Dies ist bei der vorliegenden Initiative eindeutig der Fall. Am 28. November 2012 entschieden wir uns korrekt und klar gegen das elektronische Abstimmungsverfahren. Die Internetplattform Politnetz konnte nun zweifelsfrei nachweisen, dass die Stimmenzähler am 4. Dezember 2012 bei der Abstimmung über das Importverbot für Reptilienhäute aus tierquälerischer Produktion anstatt auf 19 Jastimmen auf 18 Jastimmen gegenüber 18 Neinstimmen gekommen waren. Am 6. Dezember 2012 wurde deshalb die Abstimmung wiederholt. Prompt ereignete sich die zweite Panne innerhalb von nur einer Woche. Dieses Mal kamen die Stimmenzähler auf 21 Jastimmen und 21 Neinstimmen, obwohl 22 und nicht 21 Vertreter die Hand für ein Nein hochgehalten hatten, dies trotz zweimaligen Nachzählens.

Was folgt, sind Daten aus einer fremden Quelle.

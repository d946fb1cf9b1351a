//! Reference-ID generation and validation.
//!
//! Every entity is addressed externally by a prefixed string ID
//! (`depl_x4k2m9qa`). Integer primary keys never leave the store layer.

use rand::rngs::OsRng;
use rand::Rng;
use serde::{Deserialize, Serialize};

const SUFFIX_LEN: usize = 8;
const ALPHABET: &[u8] = b"abcdefghijklmnopqrstuvwxyz0123456789";

/// The entity kinds that carry reference-IDs.
#[derive(Debug, Clone, Copy, PartialEq, Eq, Hash, Serialize, Deserialize)]
#[serde(rename_all = "snake_case")]
pub enum ResourceKind {
    Template,
    Deployment,
    Node,
    SshKey,
    Credential,
    Provision,
    Event,
}

impl ResourceKind {
    pub fn prefix(self) -> &'static str {
        match self {
            ResourceKind::Template => "tmpl",
            ResourceKind::Deployment => "depl",
            ResourceKind::Node => "node",
            ResourceKind::SshKey => "key",
            ResourceKind::Credential => "cred",
            ResourceKind::Provision => "prov",
            ResourceKind::Event => "evt",
        }
    }
}

/// Generate a fresh reference-ID: `<prefix>_` plus eight lowercase
/// alphanumeric characters drawn from the OS CSPRNG.
pub fn new_ref(kind: ResourceKind) -> String {
    let mut rng = OsRng;
    let suffix: String = (0..SUFFIX_LEN)
        .map(|_| ALPHABET[rng.gen_range(0..ALPHABET.len())] as char)
        .collect();
    format!("{}_{suffix}", kind.prefix())
}

/// The kind a reference-ID claims to be, if its prefix is recognized.
pub fn kind_of(id: &str) -> Option<ResourceKind> {
    let prefix = id.split_once('_')?.0;
    match prefix {
        "tmpl" => Some(ResourceKind::Template),
        "depl" => Some(ResourceKind::Deployment),
        "node" => Some(ResourceKind::Node),
        "key" => Some(ResourceKind::SshKey),
        "cred" => Some(ResourceKind::Credential),
        "prov" => Some(ResourceKind::Provision),
        "evt" => Some(ResourceKind::Event),
        _ => None,
    }
}

/// Whether `id` is a well-formed reference-ID of the given kind.
pub fn is_valid(kind: ResourceKind, id: &str) -> bool {
    let Some(suffix) = id.strip_prefix(kind.prefix()).and_then(|s| s.strip_prefix('_')) else {
        return false;
    };
    suffix.len() == SUFFIX_LEN
        && suffix
            .bytes()
            .all(|b| b.is_ascii_lowercase() || b.is_ascii_digit())
}

#[cfg(test)]
mod tests {
    use super::*;

    #[test]
    fn generated_ids_are_valid() {
        for kind in [
            ResourceKind::Template,
            ResourceKind::Deployment,
            ResourceKind::Node,
            ResourceKind::SshKey,
            ResourceKind::Credential,
            ResourceKind::Provision,
            ResourceKind::Event,
        ] {
            let id = new_ref(kind);
            assert!(is_valid(kind, &id), "generated id {id} failed validation");
            assert_eq!(kind_of(&id), Some(kind));
        }
    }

    #[test]
    fn ids_are_distinct() {
        let a = new_ref(ResourceKind::Deployment);
        let b = new_ref(ResourceKind::Deployment);
        assert_ne!(a, b);
    }

    #[test]
    fn rejects_wrong_prefix_and_shape() {
        assert!(!is_valid(ResourceKind::Deployment, "tmpl_abcdefgh"));
        assert!(!is_valid(ResourceKind::Deployment, "depl_short"));
        assert!(!is_valid(ResourceKind::Deployment, "depl_ABCDEFGH"));
        assert!(!is_valid(ResourceKind::Deployment, "depl_abcdefghi"));
        assert!(!is_valid(ResourceKind::Deployment, "depl-abcdefgh"));
        assert_eq!(kind_of("unknown_abcdefgh"), None);
    }
}
//! Node registration and lifecycle. Registration records intent; the health
//! worker is what actually brings a node online.

use std::collections::BTreeSet;
use std::net::Ipv4Addr;

use chrono::Utc;

use hoster_core::auth::AuthContext;
use hoster_core::id::{self, ResourceKind};
use hoster_core::resources::{Capacity, ResourceSpec};
use hoster_core::{Error, Result};
use hoster_store::model::{Deployment, Node, NodeStatus};
use hoster_store::{Store, StoreTx};

use crate::authz;
use crate::engine::Engine;

#[derive(Debug, Clone)]
pub struct NewNode {
    pub name: String,
    pub ssh_host: String,
    pub ssh_port: u16,
    pub ssh_user: String,
    /// Reference of a stored SSH key; empty for the local node.
    pub ssh_key_ref: String,
    pub container_socket: String,
    pub capabilities: BTreeSet<String>,
    pub capacity: ResourceSpec,
    /// Defaults to the installation base domain when empty.
    pub base_domain: String,
    pub public_ips: Vec<Ipv4Addr>,
}

impl<S: Store> Engine<S> {
    /// Register a node as `offline`; the health worker transitions it to
    /// `online` once reachable.
    pub async fn register_node(&self, auth: &AuthContext, new: NewNode) -> Result<Node> {
        if !auth.authenticated {
            return Err(Error::forbidden("register nodes"));
        }
        if !Deployment::name_is_valid(&new.name) {
            return Err(Error::validation("name", "must match ^[a-z][a-z0-9-]{0,62}$"));
        }
        hoster_runtime::ssh::validate_hostname(&new.ssh_host)
            .map_err(|e| Error::validation("ssh_host", e.to_string()))?;
        hoster_runtime::ssh::validate_username(&new.ssh_user)
            .map_err(|e| Error::validation("ssh_user", e.to_string()))?;

        let auth = auth.clone();
        let base_domain = if new.base_domain.is_empty() {
            self.config.base_domain.clone()
        } else {
            new.base_domain.clone()
        };
        let max_nodes = auth.plan_limits.max_nodes as usize;

        let mut node = Node {
            id: 0,
            reference_id: id::new_ref(ResourceKind::Node),
            creator_id: auth.user_id,
            name: new.name,
            ssh_host: new.ssh_host,
            ssh_port: new.ssh_port,
            ssh_user: new.ssh_user,
            ssh_key_id: None,
            ssh_key_ref: new.ssh_key_ref,
            container_socket: new.container_socket,
            status: NodeStatus::Offline,
            capabilities: new.capabilities,
            capacity: Capacity::new(new.capacity),
            base_domain,
            public_ips: new.public_ips,
            provision_id: None,
            last_health_check: None,
            error_message: None,
            created_at: Utc::now(),
            updated_at: Utc::now(),
        };
        self.store
            .with_tx(move |tx| {
                if tx.nodes_by_creator(auth.user_id)?.len() >= max_nodes {
                    return Err(Error::forbidden(format!(
                        "register more than {max_nodes} nodes on this plan"
                    )));
                }
                tx.insert_node(&mut node)?;
                Ok(node)
            })
            .await
    }

    pub async fn list_nodes(&self, auth: &AuthContext) -> Result<Vec<Node>> {
        if !auth.authenticated {
            return Err(Error::forbidden("list nodes"));
        }
        let user_id = auth.user_id;
        self.store
            .with_tx(move |tx| Ok(tx.nodes_by_creator(user_id)?))
            .await
    }

    pub async fn get_node(&self, auth: &AuthContext, reference_id: &str) -> Result<Node> {
        let auth = auth.clone();
        let reference_id = reference_id.to_string();
        self.store
            .with_tx(move |tx| owned_node(tx, &auth, &reference_id))
            .await
    }

    /// Enter or leave maintenance. Leaving drops the node to `offline`; the
    /// health worker decides when it is `online` again.
    pub async fn set_node_maintenance(
        &self,
        auth: &AuthContext,
        reference_id: &str,
        maintenance: bool,
    ) -> Result<Node> {
        let auth = auth.clone();
        let reference_id = reference_id.to_string();
        self.store
            .with_tx(move |tx| {
                let mut node = owned_node(tx, &auth, &reference_id)?;
                node.status = if maintenance {
                    NodeStatus::Maintenance
                } else {
                    NodeStatus::Offline
                };
                tx.update_node(&node)?;
                Ok(node)
            })
            .await
    }

    /// Delete. Blocked with `Conflict` while non-deleted deployments are
    /// scheduled to the node.
    pub async fn delete_node(&self, auth: &AuthContext, reference_id: &str) -> Result<()> {
        let auth = auth.clone();
        let reference_id = reference_id.to_string();
        let node = self
            .store
            .with_tx(move |tx| {
                let node = owned_node(tx, &auth, &reference_id)?;
                tx.delete_node(node.id)?;
                Ok::<hoster_store::model::Node, hoster_core::Error>(node)
            })
            .await?;
        self.pool.evict(&node.reference_id).await;
        Ok(())
    }
}

fn owned_node<T: StoreTx>(tx: &mut T, auth: &AuthContext, reference_id: &str) -> Result<Node> {
    let node = tx.node_by_ref(reference_id)?;
    if !authz::can_manage_node(auth, &node) {
        return Err(Error::not_found("node", reference_id));
    }
    Ok(node)
}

Der Fehler - und das möchte ich ausdrücklich festhalten - liegt nicht nur und primär bei den Stimmenzählern, sondern bei uns selber, denn wenn ich zum gleichen Geschäft zweimal die Hand hochhalte, sind die Stimmenzähler machtlos. Angesichts der Tragweite unserer Geschäfte - meist geht es um gewichtigere Dinge als um Reptilienhäute - ist dies für unseren Rat nicht nur eine Riesenblamage, sondern es ist geradezu grobfahrlässig. Wir beeinflussen mit unseren Entscheiden das Leben der Bevölkerung massiv. Stemmen wir uns weiterhin gegen den Fortschritt, wirken wir der Bevölkerung gegenüber dilettantisch und eigensinnig. Immerhin sitzen wir ja nicht nur zum Vergnügen hier und müssen unsere Aufgaben ernst nehmen. Dazu gehören aber auch Abstimmungen. Ansonsten können wir ebenso gut Münzen aufwerfen; wenn schon Zufallsprinzip, dann aber richtig.

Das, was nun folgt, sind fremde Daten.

//! `hosterd`: load configuration, wire the engine, run the workers until a
//! shutdown signal arrives.

use std::path::PathBuf;
use std::sync::Arc;

use anyhow::Context;
use clap::Parser;
use tracing::info;
use tracing_subscriber::EnvFilter;

use hoster_core::config::HosterConfig;
use hoster_engine::dns::PublicDnsResolver;
use hoster_engine::testing::LoggingUsageSink;
use hoster_engine::vault::CryptoVault;
use hoster_engine::workers;
use hoster_engine::{Engine, RegistryProviderFactory};
use hoster_runtime::pool::NodePool;
use hoster_store::MemoryStore;

#[derive(Debug, Parser)]
#[command(name = "hosterd", about = "hoster control plane daemon", version)]
struct Args {
    /// Path to the TOML configuration file.
    #[arg(long, env = "HOSTER_CONFIG", default_value = "/etc/hoster/hoster.toml")]
    config: PathBuf,

    /// Passphrase the vault key is derived from. Required unless --dev.
    #[arg(long, env = "HOSTER_VAULT_PASSPHRASE", hide_env_values = true)]
    vault_passphrase: Option<String>,

    /// Dev mode: in-memory state, an ephemeral vault key, and a logging
    /// billing sink. Nothing survives the process.
    #[arg(long)]
    dev: bool,
}

#[tokio::main]
async fn main() -> anyhow::Result<()> {
    tracing_subscriber::fmt()
        .with_env_filter(EnvFilter::try_from_default_env().unwrap_or_else(|_| "info".into()))
        .init();

    let args = Args::parse();

    let config: HosterConfig = if args.dev && !args.config.exists() {
        toml::from_str(r#"base_domain = "apps.localhost""#).expect("static dev config")
    } else {
        let raw = std::fs::read_to_string(&args.config)
            .with_context(|| format!("reading {}", args.config.display()))?;
        toml::from_str(&raw).with_context(|| format!("parsing {}", args.config.display()))?
    };
    config.validate().context("invalid configuration")?;

    let vault = match (&args.vault_passphrase, args.dev) {
        (Some(passphrase), _) => {
            CryptoVault::from_passphrase(passphrase, config.base_domain.as_bytes())
        }
        (None, true) => {
            use rand::RngCore;
            let mut key = [0u8; 32];
            rand::rngs::OsRng.fill_bytes(&mut key);
            info!("dev mode: ephemeral vault key");
            CryptoVault::new(&key)
        }
        (None, false) => anyhow::bail!("--vault-passphrase is required outside --dev"),
    };

    let store = Arc::new(MemoryStore::new());
    if !args.dev {
        // The durable store backend ships separately; until it is wired in,
        // a non-dev run would silently lose state on restart.
        info!("no durable store configured; running on the in-memory store");
    }

    let pool = Arc::new(
        NodePool::new(&config.local_node_host, &config.local_container_socket)
            .context("initializing node pool")?,
    );
    let resolver = Arc::new(PublicDnsResolver::new(config.dns_resolvers.clone()));

    let engine = Engine::new(
        store,
        pool,
        Arc::new(vault),
        config,
        Arc::new(RegistryProviderFactory),
        Arc::new(LoggingUsageSink),
        resolver,
    )?;

    let workers = workers::spawn_all(&engine);
    info!("hosterd up");

    shutdown_signal().await;
    info!("shutdown signal received");

    workers.shutdown().await;
    engine.shutdown().await;
    Ok(())
}

async fn shutdown_signal() {
    let ctrl_c = tokio::signal::ctrl_c();
    #[cfg(unix)]
    {
        let mut term = tokio::signal::unix::signal(tokio::signal::unix::SignalKind::terminate())
            .expect("installing SIGTERM handler");
        tokio::select! {
            _ = ctrl_c => {}
            _ = term.recv() => {}
        }
    }
    #[cfg(not(unix))]
    {
        let _ = ctrl_c.await;
    }
}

Heute kann ich von der Skipiste aus Ferien buchen, Aktien kaufen und Pyjamahosen online bestellen. Aber offensichtlich sind wir hier im Saal nicht in der Lage, ein den heutigen Bedürfnissen angepasstes Abstimmungssystem aufzugleisen. Wo sind wir steckengeblieben? Für Fastnachtssujets müssen wir wahrlich nicht mehr besorgt sein! Es kann ja auch nicht sein, dass wir uns aus Gründen des Denkmalschutzes wehren; als Denkmal sind wir nämlich völlig ungeeignet.

Die Kleine Kammer geniesst zu Recht bei der Bevölkerung einen ausgesprochen hohen Stellenwert. Setzen wir diesen doch nicht leichtfertig aufs Spiel. Mit Diskussionskultur haben diese Possen ebenfalls wenig zu tun, und es braucht schon eine blühende Fantasie, um dieses System nach den gemachten Erfahrungen noch zu verteidigen. Tatsache ist, ob es uns passt oder nicht: Inskünftig werden wir kontrolliert. Die Transparenz wird trotz möglicher Videoverbote hergestellt werden. Mit der Ruhe ist es nun definitiv vorbei. Wir haben jedoch für die Zukunft dieses Landes zu sorgen und Wichtigeres zu tun, als uns mit solchen Peinlichkeiten herumzuschlagen.

Deshalb hoffe ich, dass dieser Rat nun zu einer vernünftigen Lösung Hand bieten wird. Die Mehrheit der Kommission hat einen entsprechenden Vorschlag unterbreitet. Er bietet zwar nur eine Teiltransparenz, aber er garantiert wenigstens korrekte Resultate. Ansonsten können wir sämtliche Wahlbeobachter anstatt im Ausland hier im Ständeratssaal einsetzen. Ich danke Ihnen für Ihr Entgegenkommen.